On the one hand, perhaps we should shrug our shoulders and remember he’s only a sportsman who overstepped the line in his quest for success. It happens all the time and isn’t that big a deal, is one conclusion we could reach.

Furthermore, one could argue that it would be right to show sympathy towards a man who gained a huge deal of public affection, far transcending his sport of cycling, for his heroic efforts in overcoming cancer and subsequently raising millions of dollars for charity.

And maybe we should even take into account the likelihood — alluded to by Armstrong during the Winfrey interview — that many of his fellow competitors had been following a doping programme of similar magnitude, thereby creating a “level playing field”. They were all doing it; why shouldn’t he?

But... no. Armstrong deserves every syllable of the abuse and condemnation he is now receiving. There are no excuses and he deserves no sympathy. He should never be given forgiveness or redemption, and he should never again be allowed the opportunity to fulfil any kind of role in public life.

For years, Armstrong was one of the most admired men on the planet. He was the real-life superhero who completed his battle against cancer by winning the Tour de France, one of the world’s most gruelling sporting events, on seven consecutive occasions. His story was a genuine inspiration for millions.

Now, in Armstrong’s own words, we know that his story was “one big lie”. Throughout the whole dirty, degraded, sordid affair, he was using performance enhancing drugs in a regime that required intelligent and sophisticated design and execution to avoid detection.

There’s a big difference between an instinctive, one-off act of cheating that is later regretted and repented, and a systematic and long-term planned programme of moral degeneracy.
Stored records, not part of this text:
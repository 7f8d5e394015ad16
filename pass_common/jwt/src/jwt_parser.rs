/*
 * Copyright (c) Huawei Technologies Co., Ltd. 2025. All rights reserved.
 * Wallet Pass Service is licensed under the Mulan PSL v2.
 * You can use this software according to the terms and conditions of the Mulan PSL v2.
 * You may obtain a copy of Mulan PSL v2 at:
 *     http://license.coscl.org.cn/MulanPSL2
 * THIS SOFTWARE IS PROVIDED ON AN "AS IS" BASIS, WITHOUT WARRANTIES OF ANY KIND, EITHER EXPRESS OR
 * IMPLIED, INCLUDING BUT NOT LIMITED TO NON-INFRINGEMENT, MERCHANTABILITY OR FIT FOR A PARTICULAR
 * PURPOSE.
 * See the Mulan PSL v2 for more details.
 */

use base64::Engine as _;
use base64::prelude::BASE64_URL_SAFE_NO_PAD;
use openssl::hash::MessageDigest;
use serde_json::Value;
use crate::jwt_error::JwtError;

/// Splits a compact JWS into its parts without verifying it.
pub struct JwtParser {}

impl JwtParser {
    fn segments(content: &str) -> Result<Vec<&str>, JwtError> {
        let data_vec: Vec<&str> = content.split('.').collect();
        if data_vec.len() != 3 {
            return Err(JwtError::IncorrectFormatError(format!(
                "expected 3 segments, found {}", data_vec.len()
            )));
        }
        Ok(data_vec)
    }

    fn decode_segment(segment: &str, name: &str) -> Result<String, JwtError> {
        BASE64_URL_SAFE_NO_PAD
            .decode(segment)
            .map_err(|_| JwtError::IncorrectFormatError(format!("Failed to decode JWT {}", name)))
            .and_then(|bytes| {
                String::from_utf8(bytes)
                    .map_err(|_| JwtError::IncorrectFormatError(format!("JWT {} is not valid UTF-8", name)))
            })
    }

    /// Get the decoded header as JSON.
    ///
    /// # Errors
    ///
    /// * `JwtError::IncorrectFormatError` - If the JWT content is not in the correct format.
    pub fn get_header(content: &str) -> Result<Value, JwtError> {
        let data_vec = Self::segments(content)?;
        let header = Self::decode_segment(data_vec[0], "header")?;
        serde_json::from_str(&header).map_err(|e| JwtError::IncorrectFormatError(e.to_string()))
    }

    /// Get the digest matching the `alg` header of the JWT.
    ///
    /// # Errors
    ///
    /// * `JwtError::IncorrectFormatError` - If the JWT content is not in the correct format.
    /// * `JwtError::UnsupportedAlgorithm` - If `alg` is not an RSA/PSS SHA-2 algorithm.
    pub fn get_alg(content: &str) -> Result<MessageDigest, JwtError> {
        let header = Self::get_header(content)?;
        let alg = header.get("alg").and_then(Value::as_str).unwrap_or_default();
        digest_for(alg)
    }

    /// Get the raw signature bytes.
    ///
    /// # Errors
    ///
    /// * `JwtError::IncorrectFormatError` - If the JWT content is not in the correct format.
    pub fn get_signature(content: &str) -> Result<Vec<u8>, JwtError> {
        let data_vec = Self::segments(content)?;
        BASE64_URL_SAFE_NO_PAD
            .decode(data_vec[2])
            .map_err(|e| JwtError::IncorrectFormatError(e.to_string()))
    }

    /// Get the decoded payload.
    ///
    /// # Errors
    ///
    /// * `JwtError::IncorrectFormatError` - If the JWT content is not in the correct format.
    pub fn get_payload(content: &str) -> Result<String, JwtError> {
        let data_vec = Self::segments(content)?;
        Self::decode_segment(data_vec[1], "payload")
    }

    /// Get the decoded payload as JSON.
    pub fn get_claims(content: &str) -> Result<Value, JwtError> {
        let payload = Self::get_payload(content)?;
        serde_json::from_str(&payload).map_err(|e| JwtError::IncorrectFormatError(e.to_string()))
    }

    /// Get the signing input, `header.payload`.
    pub fn get_base_data(content: &str) -> Result<String, JwtError> {
        let data_vec = Self::segments(content)?;
        Ok(format!("{}.{}", data_vec[0], data_vec[1]))
    }
}

pub(crate) fn digest_for(alg: &str) -> Result<MessageDigest, JwtError> {
    match alg {
        "RS256" | "PS256" => Ok(MessageDigest::sha256()),
        "RS384" | "PS384" => Ok(MessageDigest::sha384()),
        "RS512" | "PS512" => Ok(MessageDigest::sha512()),
        other => Err(JwtError::UnsupportedAlgorithm(other.to_string())),
    }
}
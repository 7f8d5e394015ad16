/*
 * Copyright (c) Huawei Technologies Co., Ltd. 2025. All rights reserved.
 * Wallet Pass Service is licensed under the Mulan PSL v2.
 * You can use this software according to the terms and conditions of the Mulan PSL v2.
 * You may obtain a copy of Mulan PSL v2 at:
 *     http://license.coscl.org.cn/MulanPSL2
 * THIS SOFTWARE IS PROVIDED ON AN "AS IS" BASIS, WITHOUT WARRANTIES OF ANY KIND, EITHER EXPRESS OR
 * IMPLIED, INCLUDING BUT NOT LIMITED TO NON-INFRINGEMENT, MERCHANTABILITY OR FIT FOR A PARTICULAR
 * PURPOSE.
 * See the Mulan PSL v2 for more details.
 */

use actix_web::web;

use crate::controllers::{fetch_controller, google_controller, samsung_controller};
use crate::state::AppState;
use crate::utils::api_error::ApiError;

/// Prefixes the wallet routes are mounted under; the second keeps older
/// Samsung integrations working.
pub const API_SCOPES: [&str; 2] = ["/api/wallet", "/api/samsung-wallet"];

/// configure routes
pub fn configure_wallet_routes(cfg: &mut web::ServiceConfig) {
    cfg.route("/create-pass", web::post().to(google_controller::create_pass))
        .route("/update-pass", web::post().to(google_controller::update_pass))
        .route("/init-class", web::post().to(google_controller::init_class))
        .route("/generate-token", web::post().to(samsung_controller::generate_token))
        .route("/create", web::post().to(samsung_controller::create_card))
        .route("/register-card", web::post().to(samsung_controller::register_card))
        .route("/health", web::get().to(samsung_controller::health));

    cfg.service(
        web::resource("/cards/{card_id}/{ref_id}")
            .route(web::get().to(fetch_controller::get_card))
            .route(web::post().to(fetch_controller::post_card))
            .default_service(web::to(fetch_controller::unknown_card)),
    )
    .service(web::resource(["/cards", "/cards/{tail:.*}"]).to(fetch_controller::unknown_card));
}

pub fn json_config(max_json_size: usize) -> web::JsonConfig {
    web::JsonConfig::default()
        .limit(max_json_size)
        .error_handler(|err, _| ApiError::invalid("body", err).into())
}

/// Mounts the wallet routes under every API scope with shared state.
pub fn configure_app(cfg: &mut web::ServiceConfig, state: web::Data<AppState>, max_json_size: usize) {
    for prefix in API_SCOPES {
        cfg.service(
            web::scope(prefix)
                .app_data(state.clone())
                .app_data(json_config(max_json_size))
                .configure(configure_wallet_routes),
        );
    }
}
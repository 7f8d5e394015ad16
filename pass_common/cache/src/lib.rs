/*
 * Copyright (c) Huawei Technologies Co., Ltd. 2025. All rights reserved.
 * Wallet Pass Service is licensed under the Mulan PSL v2.
 * You can use this software according to the terms and conditions of the Mulan PSL v2.
 * You may obtain a copy of Mulan PSL v2 at:
 *     http://license.coscl.org.cn/MulanPSL2
 * THIS SOFTWARE IS PROVIDED ON AN "AS IS" BASIS, WITHOUT WARRANTIES OF ANY KIND, EITHER EXPRESS OR
 * IMPLIED, INCLUDING BUT NOT LIMITED TO NON-INFRINGEMENT, MERCHANTABILITY OR FIT FOR A PARTICULAR
 * PURPOSE.
 * See the Mulan PSL v2 for more details.
 */

pub mod client;
pub mod error;
pub mod operations;

pub use client::RedisClient;
pub use error::RedisError;
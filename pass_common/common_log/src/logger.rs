/*
 * Copyright (c) Huawei Technologies Co., Ltd. 2025. All rights reserved.
 * Wallet Pass Service is licensed under the Mulan PSL v2.
 * You can use this software according to the terms and conditions of the Mulan PSL v2.
 * You may obtain a copy of Mulan PSL v2 at:
 *     http://license.coscl.org.cn/MulanPSL2
 * THIS SOFTWARE IS PROVIDED ON AN "AS IS" BASIS, WITHOUT WARRANTIES OF ANY KIND, EITHER EXPRESS OR
 * IMPLIED, INCLUDING BUT NOT LIMITED TO NON-INFRINGEMENT, MERCHANTABILITY OR FIT FOR A PARTICULAR
 * PURPOSE.
 * See the Mulan PSL v2 for more details.
 */

use crate::config::{LogConfig, LoggerConfig};
use chrono::{DateTime, Local};
use log::LevelFilter;
use log4rs::append::console::{ConsoleAppender, Target};
use log4rs::append::rolling_file::policy::compound::roll::fixed_window::FixedWindowRoller;
use log4rs::append::rolling_file::policy::compound::trigger::size::SizeTrigger;
use log4rs::append::rolling_file::policy::compound::CompoundPolicy;
use log4rs::filter::threshold::ThresholdFilter;
use log4rs::{
    append::rolling_file::RollingFileAppender,
    config::{Appender, Root},
    encode::pattern::PatternEncoder,
    Config, Handle,
};
use std::env;
use std::path::PathBuf;

const LOG_PATTERN: &str = "{d(%Y-%m-%d %H:%M:%S:%3f)} {l} [{M}:{L}] - {m}{n}";
const ROOT_APPENDER: &str = "root_appender";
const STDOUT_APPENDER: &str = "stdout";

pub struct Logger {
    #[allow(dead_code)]
    handle: Handle,
}

impl Logger {
    pub fn new_from_yaml(config_path: impl Into<PathBuf>) -> Result<Self, Box<dyn std::error::Error>> {
        Self::new_from_config(LogConfig::from_yaml(config_path)?)
    }

    pub fn new_from_config(config: LogConfig) -> Result<Self, Box<dyn std::error::Error>> {
        let handle = log4rs::init_config(Self::build_config(&config)?)?;
        Ok(Self { handle })
    }

    /// Builds the log4rs configuration: one rolling file appender per logger
    /// entry, the `root` entry attached to the root logger.
    pub fn build_config(config: &LogConfig) -> Result<Config, Box<dyn std::error::Error>> {
        let mut builder = Config::builder();

        for logger_config in config.loggers.iter().filter(|l| l.path_prefix != "root") {
            let appender_name = format!("{}_appender", logger_config.path_prefix);
            builder = builder.appender(
                Appender::builder().build(&appender_name, Box::new(Self::create_appender(logger_config)?)),
            );
            let logger = log4rs::config::Logger::builder()
                .appender(appender_name)
                .additive(false)
                .build(logger_config.path_prefix.clone(), Self::parse_level(&logger_config.level));
            builder = builder.logger(logger);
        }

        let mut root_appenders = Vec::new();
        let root_level = match config.get_root_config() {
            Some(root_config) => {
                builder = builder.appender(
                    Appender::builder().build(ROOT_APPENDER, Box::new(Self::create_appender(root_config)?)),
                );
                root_appenders.push(ROOT_APPENDER);
                Self::parse_level(&root_config.level)
            },
            None => LevelFilter::Info,
        };

        if config.console {
            let stdout = ConsoleAppender::builder()
                .encoder(Box::new(PatternEncoder::new(LOG_PATTERN)))
                .target(Target::Stdout)
                .build();
            builder = builder.appender(
                Appender::builder()
                    .filter(Box::new(ThresholdFilter::new(LevelFilter::Info)))
                    .build(STDOUT_APPENDER, Box::new(stdout)),
            );
            root_appenders.push(STDOUT_APPENDER);
        }

        Ok(builder.build(Root::builder().appenders(root_appenders).build(root_level))?)
    }

    fn create_appender(config: &LoggerConfig) -> Result<RollingFileAppender, Box<dyn std::error::Error>> {
        let log_out_dir = env::var("LOG_OUTPUT_DIR").unwrap_or_else(|_| ".".to_string());
        let log_directory = format!("{}/{}", log_out_dir, config.log_directory);
        std::fs::create_dir_all(&log_directory)?;

        let now: DateTime<Local> = Local::now();
        let formatted_time = now.format("%Y%m%d%H%M%S%3f").to_string();

        let log_file = format!("{}/{}", log_directory, config.log_file_name);
        let archived_log_pattern =
            format!("{}/{}-{{}}-{}.gz", log_directory, config.log_file_name, formatted_time);

        let size_trigger = SizeTrigger::new(config.max_file_size);
        let roller = FixedWindowRoller::builder().build(&archived_log_pattern, config.max_zip_count)?;
        let compound_policy = CompoundPolicy::new(Box::new(size_trigger), Box::new(roller));

        let appender = RollingFileAppender::builder()
            .encoder(Box::new(PatternEncoder::new(LOG_PATTERN)))
            .build(log_file, Box::new(compound_policy))?;
        Ok(appender)
    }

    pub(crate) fn parse_level(level: &str) -> LevelFilter {
        match level.to_lowercase().as_str() {
            "trace" => LevelFilter::Trace,
            "debug" => LevelFilter::Debug,
            "info" => LevelFilter::Info,
            "warn" => LevelFilter::Warn,
            "error" => LevelFilter::Error,
            "off" => LevelFilter::Off,
            _ => LevelFilter::Info,
        }
    }
}

#[cfg(test)]
mod tests {
    use super::*;

    #[test]
    fn test_parse_level_falls_back_to_info() {
        assert_eq!(Logger::parse_level("DEBUG"), LevelFilter::Debug);
        assert_eq!(Logger::parse_level("verbose"), LevelFilter::Info);
    }

    #[test]
    fn test_build_config_creates_log_directory() {
        let dir = tempfile::tempdir().unwrap();
        env::set_var("LOG_OUTPUT_DIR", dir.path());
        let config = LogConfig::from_yaml_str(
            r#"
loggers:
  - path_prefix: root
    log_directory: logs
    log_file_name: root.log
    max_file_size: 1024
    max_zip_count: 2
    level: warn
"#,
        )
        .unwrap();
        let built = Logger::build_config(&config).unwrap();
        assert_eq!(built.root().level(), LevelFilter::Warn);
        assert!(dir.path().join("logs").is_dir());
    }
}
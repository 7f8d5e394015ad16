/*
 * Copyright (c) Huawei Technologies Co., Ltd. 2025. All rights reserved.
 * Wallet Pass Service is licensed under the Mulan PSL v2.
 * You can use this software according to the terms and conditions of the Mulan PSL v2.
 * You may obtain a copy of Mulan PSL v2 at:
 *     http://license.coscl.org.cn/MulanPSL2
 * THIS SOFTWARE IS PROVIDED ON AN "AS IS" BASIS, WITHOUT WARRANTIES OF ANY KIND, EITHER EXPRESS OR
 * IMPLIED, INCLUDING BUT NOT LIMITED TO NON-INFRINGEMENT, MERCHANTABILITY OR FIT FOR A PARTICULAR
 * PURPOSE.
 * See the Mulan PSL v2 for more details.
 */

use serde::Deserialize;
use std::fs::File;
use std::io::{BufReader, Read};
use std::path::Path;
use std::sync::OnceLock;

/// A thread-safe singleton configuration manager that loads and provides access to configuration data.
///
/// # Type Parameters
///
/// * `T` - The configuration type that must implement `Deserialize`, `Send`, `Sync`, and have a static lifetime.
pub struct ConfigSingleton<T: for<'a> Deserialize<'a> + Send + Sync + 'static> {
    instance: OnceLock<T>,
}

impl<T: for<'a> Deserialize<'a> + Send + Sync + 'static> ConfigSingleton<T> {
    pub const fn new() -> Self {
        ConfigSingleton { instance: OnceLock::new() }
    }

    /// Initializes the singleton from a YAML file.
    ///
    /// A second call after a successful initialization is a no-op.
    ///
    /// # Errors
    ///
    /// This function will return an error if:
    /// * The file cannot be opened or read
    /// * The YAML content cannot be parsed into the target type `T`
    /// * `T` is a [`ServerConfig`](crate::types::ServerConfig) and fails validation
    pub fn initialize<P: AsRef<Path>>(&self, path: P) -> Result<(), String> {
        if self.instance.get().is_some() {
            return Ok(());
        }

        let file = File::open(path).map_err(|e| format!("Failed to open config file: {}", e))?;
        let mut contents = String::new();
        let mut reader = BufReader::new(file);
        reader.read_to_string(&mut contents).map_err(|e| format!("Failed to read config file: {}", e))?;

        self.initialize_from_str(&contents)
    }

    /// Initializes the singleton from YAML text.
    pub fn initialize_from_str(&self, contents: &str) -> Result<(), String> {
        if self.instance.get().is_some() {
            return Ok(());
        }
        let config = Self::parse(contents)?;
        let _ = self.instance.set(config);
        Ok(())
    }

    /// Parses and validates YAML text without touching the singleton.
    pub fn parse(contents: &str) -> Result<T, String> {
        let config: T = serde_yaml::from_str(contents).map_err(|e| format!("Failed to parse YAML: {}", e))?;
        if let Some(server_config) = (&config as &dyn std::any::Any).downcast_ref::<crate::types::ServerConfig>() {
            server_config.validate()?;
        }
        Ok(config)
    }

    /// # Errors
    ///
    /// Returns an error if `initialize` has not been called successfully before calling this method.
    pub fn get_instance(&self) -> Result<&T, String> {
        self.instance.get().ok_or_else(|| "Configuration not initialized".to_string())
    }
}
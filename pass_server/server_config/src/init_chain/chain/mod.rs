/*
 * Copyright (c) Huawei Technologies Co., Ltd. 2025. All rights reserved.
 * Wallet Pass Service is licensed under the Mulan PSL v2.
 * You can use this software according to the terms and conditions of the Mulan PSL v2.
 * You may obtain a copy of Mulan PSL v2 at:
 *     http://license.coscl.org.cn/MulanPSL2
 * THIS SOFTWARE IS PROVIDED ON AN "AS IS" BASIS, WITHOUT WARRANTIES OF ANY KIND, EITHER EXPRESS OR
 * IMPLIED, INCLUDING BUT NOT LIMITED TO NON-INFRINGEMENT, MERCHANTABILITY OR FIT FOR A PARTICULAR
 * PURPOSE.
 * See the Mulan PSL v2 for more details.
 */

pub mod builder;
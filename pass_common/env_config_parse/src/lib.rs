/*
 * Copyright (c) Huawei Technologies Co., Ltd. 2025. All rights reserved.
 * Wallet Pass Service is licensed under the Mulan PSL v2.
 * You can use this software according to the terms and conditions of the Mulan PSL v2.
 * You may obtain a copy of Mulan PSL v2 at:
 *     http://license.coscl.org.cn/MulanPSL2
 * THIS SOFTWARE IS PROVIDED ON AN "AS IS" BASIS, WITHOUT WARRANTIES OF ANY KIND, EITHER EXPRESS OR
 * IMPLIED, INCLUDING BUT NOT LIMITED TO NON-INFRINGEMENT, MERCHANTABILITY OR FIT FOR A PARTICULAR
 * PURPOSE.
 * See the Mulan PSL v2 for more details.
 */

pub mod env_parse;
pub mod utils;

pub use env_parse::*;
pub use utils::*;
/*
 * Copyright (c) Huawei Technologies Co., Ltd. 2025. All rights reserved.
 * Wallet Pass Service is licensed under the Mulan PSL v2.
 * You can use this software according to the terms and conditions of the Mulan PSL v2.
 * You may obtain a copy of Mulan PSL v2 at:
 *     http://license.coscl.org.cn/MulanPSL2
 * THIS SOFTWARE IS PROVIDED ON AN "AS IS" BASIS, WITHOUT WARRANTIES OF ANY KIND, EITHER EXPRESS OR
 * IMPLIED, INCLUDING BUT NOT LIMITED TO NON-INFRINGEMENT, MERCHANTABILITY OR FIT FOR A PARTICULAR
 * PURPOSE.
 * See the Mulan PSL v2 for more details.
 */

use serde::Deserialize;
use crate::ConfigSingleton;

/// Main configuration structure that matches the server_config.yaml file structure.
#[derive(Debug, Deserialize, Clone)]
pub struct ServerConfig {
    #[serde(default)]
    pub server: HttpServerConfig,
    pub google: GoogleWalletConfig,
    #[serde(default)]
    pub registry: RegistryConfig,
    pub samsung: SamsungWalletConfig,
    #[serde(default)]
    pub fetch: FetchConfig,
}

/// HTTP listener settings
#[derive(Debug, Deserialize, Clone)]
pub struct HttpServerConfig {
    #[serde(default = "default_bind_address")]
    pub bind_address: String,
    #[serde(default = "default_port")]
    pub port: u16,
    /// Maximum accepted JSON body in bytes
    #[serde(default = "default_max_json_size")]
    pub max_json_size: usize,
}

impl Default for HttpServerConfig {
    fn default() -> Self {
        Self { bind_address: default_bind_address(), port: default_port(), max_json_size: default_max_json_size() }
    }
}

/// Google Wallet issuer settings
#[derive(Debug, Deserialize, Clone)]
pub struct GoogleWalletConfig {
    /// Numeric issuer id, prefix of every class and object id
    pub issuer_id: String,
    /// Fixed class suffix, the class id is `{issuer_id}.{class_suffix}`
    #[serde(default = "default_class_suffix")]
    pub class_suffix: String,
    /// Path of the service account JSON key
    pub credentials_path: String,
    /// `aud` claim of the save-to-wallet token
    #[serde(default = "default_google_audience")]
    pub audience: String,
    /// Origins allowed to render the save button
    #[serde(default)]
    pub origins: Vec<String>,
    #[serde(default = "default_save_url_prefix")]
    pub save_url_prefix: String,
    /// Carry the full object inside the save token instead of writing it to
    /// the registry first. The class is still written to the registry.
    #[serde(default)]
    pub embed_objects: bool,
}

/// Pass registry API settings
#[derive(Debug, Deserialize, Clone)]
pub struct RegistryConfig {
    #[serde(default = "default_registry_base_url")]
    pub base_url: String,
    /// Timeout of a single registry or token-exchange call
    #[serde(default = "default_request_timeout_secs")]
    pub request_timeout_secs: u64,
}

impl Default for RegistryConfig {
    fn default() -> Self {
        Self { base_url: default_registry_base_url(), request_timeout_secs: default_request_timeout_secs() }
    }
}

/// Samsung Wallet partner settings
#[derive(Debug, Deserialize, Clone)]
pub struct SamsungWalletConfig {
    pub partner_code: String,
    /// Certificate id used in add-to-wallet links
    pub cert_id: String,
    /// PEM private key used to sign card data tokens
    pub private_key_path: String,
    /// Lifetime of a card data token in seconds
    #[serde(default = "default_token_ttl_secs")]
    pub token_ttl_secs: u64,
    #[serde(default = "default_add_url_prefix")]
    pub add_url_prefix: String,
    /// Card template that receives card data inside the token
    pub push: SamsungCardConfig,
    /// Card template whose data is fetched from this service
    pub pull: SamsungCardConfig,
}

/// One Samsung card template
#[derive(Debug, Deserialize, Clone)]
pub struct SamsungCardConfig {
    pub card_id: String,
    #[serde(default)]
    pub rd_click_url: Option<String>,
    #[serde(default)]
    pub rd_impression_url: Option<String>,
}

/// Where pull records live
#[derive(Debug, Deserialize, Clone, Copy, PartialEq, Eq)]
#[serde(rename_all = "snake_case")]
pub enum PullStoreKind {
    Memory,
    Redis,
}

/// How the fetch endpoints answer an unknown card or reference
#[derive(Debug, Deserialize, Clone, Copy, PartialEq, Eq)]
#[serde(rename_all = "snake_case")]
pub enum UnknownReferenceSetting {
    /// 200 with an empty JSON object
    OkEmpty,
    /// 404 with an error body
    NotFound,
}

/// Pull flow settings
#[derive(Debug, Deserialize, Clone)]
pub struct FetchConfig {
    #[serde(default = "default_pull_store")]
    pub store: PullStoreKind,
    #[serde(default = "default_unknown_reference")]
    pub unknown_reference: UnknownReferenceSetting,
    /// Expiry applied by the redis store, unset keeps records forever
    #[serde(default)]
    pub record_ttl_secs: Option<u64>,
}

impl Default for FetchConfig {
    fn default() -> Self {
        Self { store: default_pull_store(), unknown_reference: default_unknown_reference(), record_ttl_secs: None }
    }
}

fn default_bind_address() -> String {
    "0.0.0.0".to_string()
}

fn default_port() -> u16 {
    3001
}

fn default_max_json_size() -> usize {
    1024 * 1024
}

fn default_class_suffix() -> String {
    "digital_business_card".to_string()
}

fn default_google_audience() -> String {
    "google".to_string()
}

fn default_save_url_prefix() -> String {
    "https://pay.google.com/gp/v/save/".to_string()
}

fn default_registry_base_url() -> String {
    "https://walletobjects.googleapis.com/walletobjects/v1".to_string()
}

fn default_request_timeout_secs() -> u64 {
    10
}

fn default_token_ttl_secs() -> u64 {
    300
}

fn default_add_url_prefix() -> String {
    "https://a.swallet.link/atw/v3".to_string()
}

fn default_pull_store() -> PullStoreKind {
    PullStoreKind::Memory
}

fn default_unknown_reference() -> UnknownReferenceSetting {
    UnknownReferenceSetting::OkEmpty
}

impl ServerConfig {
    /// Validates the configuration values
    ///
    /// # Errors
    ///
    /// * the Google issuer id or class suffix is empty or contains characters outside `[A-Za-z0-9._-]`
    /// * the Samsung push and pull templates share a card id
    /// * the registry timeout is zero
    pub fn validate(&self) -> Result<(), String> {
        if !is_registry_id(&self.google.issuer_id) {
            return Err(format!("Invalid configuration: google.issuer_id '{}'", self.google.issuer_id));
        }
        if !is_registry_id(&self.google.class_suffix) {
            return Err(format!("Invalid configuration: google.class_suffix '{}'", self.google.class_suffix));
        }
        if self.samsung.push.card_id.is_empty() || self.samsung.pull.card_id.is_empty() {
            return Err("Invalid configuration: samsung card ids must not be empty".to_string());
        }
        // a card id carries exactly one flow
        if self.samsung.push.card_id == self.samsung.pull.card_id {
            return Err(format!(
                "Invalid configuration: samsung card id {} is bound to both push and pull",
                self.samsung.push.card_id
            ));
        }
        if self.registry.request_timeout_secs == 0 {
            return Err("Invalid configuration: registry.request_timeout_secs must be positive".to_string());
        }
        Ok(())
    }
}

fn is_registry_id(value: &str) -> bool {
    !value.is_empty() && value.chars().all(|c| c.is_ascii_alphanumeric() || matches!(c, '.' | '_' | '-'))
}

/// Global configuration singleton instance
///
/// Call `CONFIG.initialize(path)` once at startup and `CONFIG.get_instance()` afterwards.
pub static CONFIG: ConfigSingleton<ServerConfig> = ConfigSingleton::new();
Armstrong knew for years and years that his whole act was an illusion but, it appears, he never showed any remorse or considered changing his ways.

To know that you are committing evil yet still continue to commit evil is the biggest sin of all. Armstrong committed that sin day after day, year after year, and has only finally confessed because he got found out — not because he chose to repent.

The worst thing about the whole sorry saga, in my eyes, is Armstrong’s complete disregard for the responsibility of his position as a global superhero. He knew full well just how highly he was regarded by millions of fans; how much inspiration thousands of fellow cancer sufferers had derived from his story. How betrayed must they feel now?

Armstrong knew that he was not just an ordinary sportsman competing against other ordinary cyclists, all of whom were on drugs and therefore he had to do the same. He was entirely conscious of his status of an extraordinary man doing extraordinary things. With great power comes great responsibility, and Armstrong’s life of lies betrays a chilling contempt for the compassion of other people.

If anything good can come out of the situation, it will be a rigorous and wide-reaching strengthening in drugs-testing policies across all sports.

Although we like to think that cases like Armstrong are the exception rather than the rule, the scale and scope of his abuse, and the number of drugs tests that he passed with flying colours, means that we can no longer be certain about anything.

Sadly, the one thing we can be sure about is that there are more undetected drugs cheats out there. Who knows who they are? Post-Armstrong, it’s difficult to look at any elite athlete without the suspicion nagging away in the back of your mind: “Are they doped?” We should probably accept that some of them are.

I hope it’s not Roger Federer, whose effortless grace around the tennis court has given him an almost mystical air and a record number of grand slams; I hope it’s not Lionel Messi, whose dizzying goalscoring feats set him miles apart from his contemporaries; I hope it’s not Sachin Tendulkar, the master batsman whose feats of concentration and endurance are unmatched. I hope it’s not Mo Farah, the distance runner who won double gold at the London Olympics despite not even qualifying for a final in Beijing four years earlier.

I don’t believe — and don’t want to believe — that any of those four sporting superheroes are drugs cheats. But let’s face it: they might be. And whoever the dopers are, they deserve to be exposed.

If we have to thank Lance Armstrong for anything, it’s that his loathsome career should end up making it harder for the cheats to hide.

But he can still rot in hell.

* This is the personal opinion of the columnist.